The Hood Incubator was founded by electoral organizer Lanese Martin; community organizer Biseat Horning and Yale MBA Ebele Ifedigbo, who have created an all-inclusive model designed to help black and brown people enter every phase of the legal marijuana market.
Ifedigbo noted that in terms of business investments, in general, less than one percent of venture capital or loans in this country go to black business owners.
“We liken it to the tech industry,” said Juell Stewart, Hood Incubator’s director of communications. “There are economic and educational barriers that obstruct people of color from getting in on the ground floor of this industry.”
The Hood Incubator, explained Harriot, creates a network of resources designed to help people through the labyrinth of hurdles that people of color may face.
They offer legal assistance to help with the licensing process and have business experts who offer advice on marketing, sales and financing.
Their health clinics educate people on the medical benefits of MMJ and have partnered with companies that offer apprenticeships for people looking for job opportunities in the industry.
What sets the Hood Incubator apart from other organizations is its five-month training program, which takes a holistic approach to educating participants on everything related to cannabis and business.
Some of their graduates have gone on to start their own businesses, while other students team up with established companies as apprentices.
Jetty Extracts, a leading extracts producer in California, has an apprentice from the Hood Incubator.
“Our apprenticeship basically teaches every aspect of the cannabis extraction business,” said Ron Gershoni of Jetty Extracts. “They work in a lab environment.
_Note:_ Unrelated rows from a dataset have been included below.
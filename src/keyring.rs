//! Kernel keyring handoff. Keys live in the user session keyring under
//! names derived from the device's `/dev/disk/by-uuid` path, so later
//! resealing can find them without touching the disk.

use std::path::Path;

use anyhow::Error;
use log::warn;

use crate::keys::{DiskUnlockKey, PrimaryKey};

/// Prefix of every keyring entry this crate creates.
pub const KEYRING_PREFIX: &str = "ubuntu-fde";

/// Keyring name of the unlock key for a device path.
pub fn unlock_key_name(device_path: &Path) -> String {
    format!("{}:{}:unlock", KEYRING_PREFIX, device_path.display())
}

/// Keyring name of the primary (auxiliary) key for a device path.
pub fn aux_key_name(device_path: &Path) -> String {
    format!("{}:{}:aux", KEYRING_PREFIX, device_path.display())
}

/// Installs both keys for `device_path`. Failures are reported to the
/// caller; most call sites warn and carry on, since the keyring is an
/// optimization over file-based recovery.
pub fn put_keys(
    device_path: &Path,
    unlock: &DiskUnlockKey,
    primary: &PrimaryKey,
) -> Result<(), Error> {
    osutils::keyring::add_user_key(&unlock_key_name(device_path), unlock.as_bytes())?;
    osutils::keyring::add_user_key(&aux_key_name(device_path), primary.as_bytes())?;
    Ok(())
}

/// Looks up the primary key by trying `device_path` and then each of its
/// devlinks. Read failures fall through to the next candidate; `None`
/// means file-based recovery is needed.
pub fn find_primary_key(device_path: &Path, devlinks: &[std::path::PathBuf]) -> Option<PrimaryKey> {
    let candidates = std::iter::once(device_path).chain(devlinks.iter().map(|p| p.as_path()));
    for candidate in candidates {
        match osutils::keyring::read_user_key(&aux_key_name(candidate)) {
            Ok(payload) => match PrimaryKey::from_slice(&payload) {
                Ok(key) => return Some(key),
                Err(e) => warn!(
                    "Keyring entry for '{}' has unusable payload: {}",
                    candidate.display(),
                    e
                ),
            },
            Err(_) => continue,
        }
    }
    None
}
use std::{
    fs,
    path::{Path, PathBuf},
    process::Command,
};

use anyhow::{bail, Context, Error};

use crate::exe::RunAndCheck;

/// Returns every `/dev/disk/by-*` symlink pointing at the given block
/// device node, as reported by the udev database.
pub fn device_symlinks(device_path: impl AsRef<Path>) -> Result<Vec<PathBuf>, Error> {
    let output = Command::new("udevadm")
        .arg("info")
        .arg("--query=symlink")
        .arg(format!("--name={}", device_path.as_ref().display()))
        .output_and_check()
        .context(format!(
            "Failed to query udev symlinks for '{}'",
            device_path.as_ref().display()
        ))?;

    Ok(output
        .split_whitespace()
        .map(|link| Path::new("/dev").join(link))
        .collect())
}

/// Resolves the `/dev/disk/by-uuid/*` symlink of the given block device by
/// comparing canonicalized targets. Fails if no by-uuid entry points at the
/// device.
pub fn by_uuid_path(device_path: impl AsRef<Path>) -> Result<PathBuf, Error> {
    let device_path = device_path.as_ref();
    let target = fs::canonicalize(device_path).context(format!(
        "Failed to canonicalize device path '{}'",
        device_path.display()
    ))?;

    let by_uuid_dir = Path::new("/dev/disk/by-uuid");
    let entries = fs::read_dir(by_uuid_dir).context("Failed to read /dev/disk/by-uuid")?;
    for entry in entries {
        let entry = entry.context("Failed to read /dev/disk/by-uuid entry")?;
        let Ok(resolved) = fs::canonicalize(entry.path()) else {
            continue;
        };
        if resolved == target {
            return Ok(entry.path());
        }
    }

    bail!(
        "No /dev/disk/by-uuid symlink resolves to '{}'",
        device_path.display()
    );
}
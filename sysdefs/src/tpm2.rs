use std::fmt;

use anyhow::{bail, Error};
use enumflags2::bitflags;
use serde::{Deserialize, Serialize};

/// Platform Configuration Registers relevant to disk sealing. Each PCR holds
/// a running hash of boot measurements; sealing policies predicate on a
/// subset of them.
#[bitflags]
#[repr(u32)]
#[derive(Copy, Clone, Debug, PartialEq, Eq)]
pub enum Pcr {
    /// PCR 0, firmware code.
    Pcr0 = 1 << 0,
    /// PCR 1, firmware configuration.
    Pcr1 = 1 << 1,
    /// PCR 2, option ROM code.
    Pcr2 = 1 << 2,
    /// PCR 3, option ROM configuration.
    Pcr3 = 1 << 3,
    /// PCR 4, boot manager code.
    Pcr4 = 1 << 4,
    /// PCR 5, boot manager configuration.
    Pcr5 = 1 << 5,
    /// PCR 7, secure boot policy.
    Pcr7 = 1 << 7,
    /// PCR 8, bootloader-measured commands.
    Pcr8 = 1 << 8,
    /// PCR 9, bootloader-measured files.
    Pcr9 = 1 << 9,
    /// PCR 11, unified kernel images.
    Pcr11 = 1 << 11,
    /// PCR 12, kernel command line, device identity and boot mode.
    Pcr12 = 1 << 12,
}

impl Pcr {
    /// Returns the register index of the PCR.
    pub fn index(&self) -> u32 {
        (*self as u32).trailing_zeros()
    }

    /// Returns the PCR for the given register index.
    pub fn from_index(index: u32) -> Result<Self, Error> {
        match index {
            0 => Ok(Pcr::Pcr0),
            1 => Ok(Pcr::Pcr1),
            2 => Ok(Pcr::Pcr2),
            3 => Ok(Pcr::Pcr3),
            4 => Ok(Pcr::Pcr4),
            5 => Ok(Pcr::Pcr5),
            7 => Ok(Pcr::Pcr7),
            8 => Ok(Pcr::Pcr8),
            9 => Ok(Pcr::Pcr9),
            11 => Ok(Pcr::Pcr11),
            12 => Ok(Pcr::Pcr12),
            _ => bail!("PCR index '{}' is not usable for disk sealing", index),
        }
    }
}

impl Serialize for Pcr {
    fn serialize<S>(&self, serializer: S) -> Result<S::Ok, S::Error>
    where
        S: serde::Serializer,
    {
        serializer.serialize_u32(self.index())
    }
}

impl<'de> Deserialize<'de> for Pcr {
    fn deserialize<D>(deserializer: D) -> Result<Pcr, D::Error>
    where
        D: serde::Deserializer<'de>,
    {
        let index = u32::deserialize(deserializer)?;
        Pcr::from_index(index).map_err(serde::de::Error::custom)
    }
}

/// A TPM non-volatile index handle.
#[derive(Copy, Clone, Debug, PartialEq, Eq, PartialOrd, Ord, Hash, Serialize, Deserialize)]
#[serde(transparent)]
pub struct NvHandle(pub u32);

impl fmt::Display for NvHandle {
    fn fmt(&self, f: &mut fmt::Formatter<'_>) -> fmt::Result {
        write!(f, "{:#010x}", self.0)
    }
}

/// First handle of the contiguous 16-bit block of NV indices reserved for
/// PCR policy counters.
pub const PCR_POLICY_COUNTER_BLOCK_START: NvHandle = NvHandle(0x0188_0000);

/// Number of NV indices in the reserved policy-counter block.
pub const PCR_POLICY_COUNTER_BLOCK_LEN: u32 = 0x1_0000;

/// Well-known policy counter of run-mode sealed key objects under the
/// previous sealing scheme. Tracked so resealing can release it.
pub const LEGACY_RUN_POLICY_COUNTER: NvHandle = NvHandle(0x0188_0001);

/// Well-known policy counter of fallback sealed key objects under the
/// previous sealing scheme.
pub const LEGACY_FALLBACK_POLICY_COUNTER: NvHandle = NvHandle(0x0188_0002);

#[cfg(test)]
mod tests {
    use super::*;

    #[test]
    fn test_index() {
        assert_eq!(Pcr::Pcr0.index(), 0);
        assert_eq!(Pcr::Pcr4.index(), 4);
        assert_eq!(Pcr::Pcr7.index(), 7);
        assert_eq!(Pcr::Pcr12.index(), 12);
    }

    #[test]
    fn test_from_index() {
        assert_eq!(Pcr::from_index(7).unwrap(), Pcr::Pcr7);
        assert_eq!(Pcr::from_index(12).unwrap(), Pcr::Pcr12);
        assert_eq!(
            Pcr::from_index(6).unwrap_err().root_cause().to_string(),
            "PCR index '6' is not usable for disk sealing"
        );
    }

    #[test]
    fn test_serialize_roundtrip() {
        let serialized = serde_json::to_string(&Pcr::Pcr12).unwrap();
        assert_eq!(serialized, "12");
        let deserialized: Pcr = serde_json::from_str(&serialized).unwrap();
        assert_eq!(deserialized, Pcr::Pcr12);

        let pcrs: Vec<Pcr> = serde_json::from_str("[4, 7, 12]").unwrap();
        assert_eq!(pcrs, vec![Pcr::Pcr4, Pcr::Pcr7, Pcr::Pcr12]);
    }

    #[test]
    fn test_nv_handle_display() {
        assert_eq!(LEGACY_RUN_POLICY_COUNTER.to_string(), "0x01880001");
        assert_eq!(PCR_POLICY_COUNTER_BLOCK_START.to_string(), "0x01880000");
    }

    #[test]
    fn test_legacy_counters_inside_reserved_block() {
        let start = PCR_POLICY_COUNTER_BLOCK_START.0;
        let end = start + PCR_POLICY_COUNTER_BLOCK_LEN;
        assert!((start..end).contains(&LEGACY_RUN_POLICY_COUNTER.0));
        assert!((start..end).contains(&LEGACY_FALLBACK_POLICY_COUNTER.0));
    }
}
They learn to operate all of our equipment. They learn every step, from raw material to a finished product.”
Gershoni agrees that the weed industry has been very exclusionary.
“Even though it is a progressive industry, a lot of owners tend to hire people they already know because of the nature of the business. So if you don’t have capital, real estate or connections, it is possible that a lot of people get shut out,” said Gershoni.
Meanwhile, Michael Harriot pointed out that California has the sixth-largest economy in the world. If it were a country, its gross domestic product would be higher than France, Italy and even Canada.
In view of the billions the state is expected to make with legal weed, Harriot had one more question: “Why should it all go to white guys? Can the hood get some of that? Maybe we can, if the folks at the Hood Incubator have their say.”